_The task:_
Word for word, restate the records that follow.

Stored data

================================

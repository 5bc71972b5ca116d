use regex::Regex;
use std::sync::OnceLock;

pub const MAX_SELECTED_FILES: usize = 5;

// Question phrasings that signal a GitHub-integration question.
const GITHUB_QUESTION_MARKERS: &[&str] = &[
    "github api",
    "fetch repo",
    "repository fetch",
    "github integration",
];

// Path keywords scored for GitHub-integration questions.
const GITHUB_PATH_KEYWORDS: &[&str] = &["github", "api", "repo", "fetch"];

const LIB_LIKE_DIRS: &[&str] = &["/lib/", "/utils/"];
const CODE_EXTENSIONS: &[&str] = &[".ts", ".tsx", ".js", ".jsx"];

// Topic table: a topic is active when any of its keywords appears in the
// question; active keywords then filter candidate paths.
const TOPIC_KEYWORDS: &[(&str, &[&str])] = &[
    ("authentication", &["auth", "login", "signin", "signup"]),
    ("styling", &["css", "style", "tailwind"]),
    ("components", &["component", "button", "modal", "layout"]),
    ("routing", &["route", "page", "navigation"]),
    ("configuration", &["config", "env", "settings"]),
    ("testing", &["test", "spec"]),
    ("data", &["database", "schema", "model", "query"]),
];

// Fallback directories used to pad a thin selection.
const FALLBACK_DIR_MARKERS: &[&str] = &["/lib/", "/utils/", "/api/"];

fn path_token_regex() -> &'static Regex {
    static RE: OnceLock<Regex> = OnceLock::new();
    RE.get_or_init(|| {
        // Path-like tokens: at least one slash-separated segment ending in an
        // extension, e.g. `src/index.ts` or `src/app/[slug]/page.tsx`.
        Regex::new(r"[A-Za-z0-9_@.\-]+(?:/[A-Za-z0-9_@.\-\[\]()]+)+\.[A-Za-z0-9]+").unwrap()
    })
}

/// The one pattern-matching stage for explicit file mentions. Extracts
/// path-like tokens from the question and resolves them against the known
/// paths; a token matches on equality or as a path suffix.
pub fn detect_explicit_paths(question: &str, all_paths: &[String]) -> Vec<String> {
    let mut matches = Vec::new();
    for token in path_token_regex().find_iter(question) {
        let token = token.as_str();
        let resolved = all_paths
            .iter()
            .find(|p| p.as_str() == token)
            .or_else(|| all_paths.iter().find(|p| p.ends_with(&format!("/{token}"))));
        if let Some(path) = resolved {
            if !matches.contains(path) {
                matches.push(path.clone());
            }
        }
    }
    matches.truncate(MAX_SELECTED_FILES);
    matches
}

/// Heuristic chooser of which files to fetch for a question. Returns at most
/// five paths, each a member of `all_paths`. Keyword matching is a cheap,
/// explainable proxy for semantic relevance; there is no embedding index.
pub fn select_relevant_files(question: &str, all_paths: &[String]) -> Vec<String> {
    // Explicitly mentioned files win outright; no padding on this branch, so
    // a question about one file fetches exactly that file.
    let explicit = detect_explicit_paths(question, all_paths);
    if !explicit.is_empty() {
        return explicit;
    }

    let q = question.to_lowercase();

    let mut selected: Vec<String> = if GITHUB_QUESTION_MARKERS.iter().any(|m| q.contains(m)) {
        select_github_integration(all_paths)
    } else {
        select_by_topics(&q, all_paths)
    };

    if selected.len() < 3 {
        pad_selection(&mut selected, all_paths);
    }

    selected.truncate(MAX_SELECTED_FILES);
    selected
}

fn select_github_integration(all_paths: &[String]) -> Vec<String> {
    let mut scored: Vec<(usize, &String)> = all_paths
        .iter()
        .filter_map(|path| {
            let lower = path.to_lowercase();
            let score = GITHUB_PATH_KEYWORDS
                .iter()
                .filter(|k| lower.contains(*k))
                .count();
            if score > 0 {
                Some((score, path))
            } else if is_lib_like_code_file(&lower) {
                Some((0, path))
            } else {
                None
            }
        })
        .collect();

    // Stable sort: ties keep original listing order.
    scored.sort_by(|a, b| b.0.cmp(&a.0));
    scored
        .into_iter()
        .take(MAX_SELECTED_FILES)
        .map(|(_, p)| p.clone())
        .collect()
}

fn is_lib_like_code_file(lower_path: &str) -> bool {
    LIB_LIKE_DIRS.iter().any(|d| lower_path.contains(d))
        && CODE_EXTENSIONS.iter().any(|e| lower_path.ends_with(e))
}

fn select_by_topics(lower_question: &str, all_paths: &[String]) -> Vec<String> {
    let active_keywords: Vec<&str> = TOPIC_KEYWORDS
        .iter()
        .filter(|(_, keywords)| keywords.iter().any(|k| lower_question.contains(k)))
        .flat_map(|(_, keywords)| keywords.iter().copied())
        .collect();

    if active_keywords.is_empty() {
        return Vec::new();
    }

    all_paths
        .iter()
        .filter(|path| {
            let lower = path.to_lowercase();
            active_keywords.iter().any(|k| lower.contains(k))
        })
        .take(MAX_SELECTED_FILES)
        .cloned()
        .collect()
}

fn pad_selection(selected: &mut Vec<String>, all_paths: &[String]) {
    if selected.len() >= MAX_SELECTED_FILES {
        return;
    }

    if let Some(pkg) = all_paths.iter().find(|p| p.as_str() == "package.json") {
        if !selected.contains(pkg) {
            selected.push(pkg.clone());
        }
    }

    for path in all_paths {
        if selected.len() >= MAX_SELECTED_FILES {
            break;
        }
        if FALLBACK_DIR_MARKERS.iter().any(|m| path.contains(m)) && !selected.contains(path) {
            selected.push(path.clone());
        }
    }
}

================================

_Result:_
repository 5bc71972b5ca116d
use regex::Regex;
use std::sync::OnceLock;

pub const MAX_SELECTED_FILES: usize = 5;

// Question phrasings that signal a GitHub-integration question.
const GITHUB_QUESTION_MARKERS: &[&str] = &[
    "github api",
    "fetch repo",
    "repository fetch",
    "github integration",
];

// Path keywords scored for GitHub-integration questions.
const GITHUB_PATH_KEYWORDS: &[&str] = &["github", "api", "repo", "fetch"];

const LIB_LIKE_DIRS: &[&str] = &["/lib/", "/utils/"];
const CODE_EXTENSIONS: &[&str] = &[".ts", ".tsx", ".js", ".jsx"];

// Topic table: a topic is active when any of its keywords appears in the
// question; active keywords then filter candidate paths.
const TOPIC_KEYWORDS: &[(&str, &[&str])] = &[
    ("authentication", &["auth", "login", "signin", "signup"]),
    ("styling", &["css", "style", "tailwind"]),
    ("components", &["component", "button", "modal", "layout"]),
    ("routing", &["route", "page", "navigation"]),
    ("configuration", &["config", "env", "settings"]),
    ("testing", &["test", "spec"]),
    ("data", &["database", "schema", "model", "query"]),
];

// Fallback directories used to pad a thin selection.
const FALLBACK_DIR_MARKERS: &[&str] = &["/lib/", "/utils/", "/api/"];

fn path_token_regex() -> &'static Regex {
    static RE: OnceLock<Regex> = OnceLock::new();
    RE.get_or_init(|| {
        // Path-like tokens: at least one slash-separated segment ending in an
        // extension, e.g. `src/index.ts` or `src/app/[slug]/page.tsx`.
        Regex::new(r"[A-Za-z0-9_@.\-]+(?:/[A-Za-z0-9_@.\-\[\]()]+)+\.[A-Za-z0-9]+").unwrap()
    })
}

/// The one pattern-matching stage for explicit file mentions. Extracts
/// path-like tokens from the question and resolves them against the known
/// paths; a token matches on equality or as a path suffix.
pub fn detect_explicit_paths(question: &str, all_paths: &[String]) -> Vec<String> {
    let mut matches = Vec::new();
    for token in path_token_regex().find_iter(question) {
        let token = token.as_str();
        let resolved = all_paths
            .iter()
            .find(|p| p.as_str() == token)
            .or_else(|| all_paths.iter().find(|p| p.ends_with(&format!("/{token}"))));
        if let Some(path) = resolved {
            if !matches.contains(path) {
                matches.push(path.clone());
            }
        }
    }
    matches.truncate(MAX_SELECTED_FILES);
    matches
}

/// Heuristic chooser of which files to fetch for a question. Returns at most
/// five paths, each a member of `all_paths`. Keyword matching is a cheap,
/// explainable proxy for semantic relevance; there is no embedding index.
pub fn select_relevant_files(question: &str, all_paths: &[String]) -> Vec<String> {
    // Explicitly mentioned files win outright; no padding on this branch, so
    // a question about one file fetches exactly that file.
    let explicit = detect_explicit_paths(question, all_paths);
    if !explicit.is_empty() {
        return explicit;
    }

    let q = question.to_lowercase();

    let mut selected: Vec<String> = if GITHUB_QUESTION_MARKERS.iter().any(|m| q.contains(m)) {
        select_github_integration(all_paths)
    } else {
        select_by_topics(&q, all_paths)
    };

    if selected.len() < 3 {
        pad_selection(&mut selected, all_paths);
    }

    selected.truncate(MAX_SELECTED_FILES);
    selected
}

fn select_github_integration(all_paths: &[String]) -> Vec<String> {
    let mut scored: Vec<(usize, &String)> = all_paths
        .iter()
        .filter_map(|path| {
            let lower = path.to_lowercase();
            let score = GITHUB_PATH_KEYWORDS
                .iter()
                .filter(|k| lower.contains(*k))
                .count();
            if score > 0 {
                Some((score, path))
            } else if is_lib_like_code_file(&lower) {
                Some((0, path))
            } else {
                None
            }
        })
        .collect();

    // Stable sort: ties keep original listing order.
    scored.sort_by(|a, b| b.0.cmp(&a.0));
    scored
        .into_iter()
        .take(MAX_SELECTED_FILES)
        .map(|(_, p)| p.clone())
        .collect()
}

fn is_lib_like_code_file(lower_path: &str) -> bool {
    LIB_LIKE_DIRS.iter().any(|d| lower_path.contains(d))
        && CODE_EXTENSIONS.iter().any(|e| lower_path.ends_with(e))
}

fn select_by_topics(lower_question: &str, all_paths: &[String]) -> Vec<String> {
    let active_keywords: Vec<&str> = TOPIC_KEYWORDS
        .iter()
        .filter(|(_, keywords)| keywords.iter().any(|k| lower_question.contains(k)))
        .flat_map(|(_, keywords)| keywords.iter().copied())
        .collect();

    if active_keywords.is_empty() {
        return Vec::new();
    }

    all_paths
        .iter()
        .filter(|path| {
            let lower = path.to_lowercase();
            active_keywords.iter().any(|k| lower.contains(k))
        })
        .take(MAX_SELECTED_FILES)
        .cloned()
        .collect()
}

fn pad_selection(selected: &mut Vec<String>, all_paths: &[String]) {
    if selected.len() >= MAX_SELECTED_FILES {
        return;
    }

    if let Some(pkg) = all_paths.iter().find(|p| p.as_str() == "package.json") {
        if !selected.contains(pkg) {
            selected.push(pkg.clone());
        }
    }

    for path in all_paths {
        if selected.len() >= MAX_SELECTED_FILES {
            break;
        }
        if FALLBACK_DIR_MARKERS.iter().any(|m| path.contains(m)) && !selected.contains(path) {
            selected.push(path.clone());
        }
    }
}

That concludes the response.